In this study, the tuning of Nd2Fe14B grain size and morphology was based on the changes in mechanochemical treatment parameters, thus varying the mode, intensity, and energy input. The main device used for mechanical treatment was a planetary ball mill in order, which combines moderate energy input with different actions such as impact, shear, and friction [84,85,86,87]. A Y-stabilized ZrO2 reactor and milling balls were used for all experiments due to the lower energy input that this material offers in comparison to the usually used steel reactors and balls. On the other hand, in case of contamination, the positive impact of a small quantity of ZrO2 on the magnetic properties of Nd–Fe–B was previously described [108,109]. Based on a wide-range screening of processing parameters and following the findings from previous studies [98,99,100,101,102,103], the optimum treatment parameters for the studied material were registered: rotation speed of 300 rpm and low BPWR of 5:1. These parameters were chosen for subsequent time-dependent experiments ranging from 15 min to 6 h.

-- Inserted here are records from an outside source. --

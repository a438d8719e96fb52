//! Compact colour quantization and average-colour extraction.

use blurhash_decode::base83;
use blurhash_decode::BlurhashError;

/// Quantize an 8-bit RGB triple to a compact 3-digit hex string (`#rgb`).
///
/// Each channel is floor-divided by 16, leaving 16 levels per channel (4096
/// colours total). Lossy and one-way; the point is to keep the generated
/// CSS small.
///
/// # Examples
///
/// ```
/// use blurhash_gradients::color::compact_hex;
/// assert_eq!(compact_hex(0, 0, 0), "#000");
/// assert_eq!(compact_hex(255, 255, 255), "#fff");
/// assert_eq!(compact_hex(0x12, 0x34, 0x56), "#135");
/// ```
pub fn compact_hex(r: u8, g: u8, b: u8) -> String {
    format!("#{:x}{:x}{:x}", r / 16, g / 16, b / 16)
}

/// Extract a BlurHash's embedded average colour as a compact hex string.
///
/// Every BlurHash carries its average colour at full precision in the four
/// base83 characters at offsets 2..6, independent of component counts. This
/// reads that field directly; it never runs the pixel-grid decoder, so the
/// result does not depend on any requested decode resolution.
///
/// # Errors
///
/// Returns [`BlurhashError::InvalidLength`] if the hash is shorter than 6
/// characters, or a base83 error if the field contains an invalid character.
///
/// # Examples
///
/// ```
/// use blurhash_gradients::color::average_color;
/// assert_eq!(average_color("LEHV6nWB2yk8pyo0adR*.7kCMdnj").unwrap(), "#999");
/// ```
pub fn average_color(blurhash: &str) -> Result<String, BlurhashError> {
    let field = blurhash.get(2..6).ok_or(BlurhashError::InvalidLength {
        expected: 6,
        actual: blurhash.len(),
    })?;
    // 24-bit value: 8 bits red, 8 bits green, 8 bits blue.
    let value = base83::decode(field)?;

    let r = (value >> 16) as u8;
    let g = ((value >> 8) & 0xff) as u8;
    let b = (value & 0xff) as u8;

    Ok(compact_hex(r, g, b))
}

#[cfg(test)]
mod tests {
    use super::*;

    #[test]
    fn test_compact_hex_extremes() {
        assert_eq!(compact_hex(0, 0, 0), "#000");
        assert_eq!(compact_hex(255, 255, 255), "#fff");
    }

    #[test]
    fn test_compact_hex_floors() {
        // 15 and 0 land in the same bucket; 16 starts the next one.
        assert_eq!(compact_hex(15, 16, 31), "#011");
    }

    #[test]
    fn test_compact_hex_shape() {
        for (r, g, b) in [(0u8, 0u8, 0u8), (128, 64, 200), (255, 1, 17), (9, 250, 99)] {
            let hex = compact_hex(r, g, b);
            assert_eq!(hex.len(), 4);
            assert!(hex.starts_with('#'));
            assert!(hex[1..].bytes().all(|c| c.is_ascii_hexdigit()));
            assert_eq!(hex.to_lowercase(), hex);
        }
    }

    #[test]
    fn test_average_color_known_hash() {
        // "HV6n" decodes to 0x979695 -> quantized "#999".
        assert_eq!(average_color("LEHV6nWB2yk8pyo0adR*.7kCMdnj").unwrap(), "#999");
        // "Eyb[" decodes to 0x808080 -> "#888".
        assert_eq!(average_color("00Eyb[").unwrap(), "#888");
    }

    #[test]
    fn test_average_color_too_short() {
        assert!(matches!(
            average_color("LEHV6"),
            Err(BlurhashError::InvalidLength {
                expected: 6,
                actual: 5
            })
        ));
        assert!(average_color("").is_err());
    }

    #[test]
    fn test_average_color_invalid_field() {
        assert!(matches!(
            average_color("00 ~~!"),
            Err(BlurhashError::InvalidBase83Character(_))
        ));
    }
}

As a result, a region of treatment conditions was established where no degradation of the main magnetic phase of the treated material was observed, i.e., using Mössbauer spectroscopy, XRD, and SEM analysis, a 100% Nd2Fe14B phase was registered in these cases. Finding these soft-impact milling conditions, the processing time turned out to be the parameter that impacts the granulometric size, morphology, and microstructure of the main crystal phase. The optimal milling time was found to be between 30 min and 2 h for achieving the target particle size appropriate for further 3D printing of new magnets. In order to follow the effect of the performed mechanochemical processing, the properties of the initial magnetic powder (Sample INI) were compared to those of the selected key samples from the series of treated magnetic alloys. These are two samples: end-members of the experimental series, where the phase composition was preserved (mechanochemically treated for 30 min and 2 h at 300 rpm, respectively, called Sample 30 and Sample 120), and one magnetic powder with partial degradation of the main magnetic Nd–Fe–B phase (mechanochemically treated for 6 h at 600 rpm, called Sample-PD).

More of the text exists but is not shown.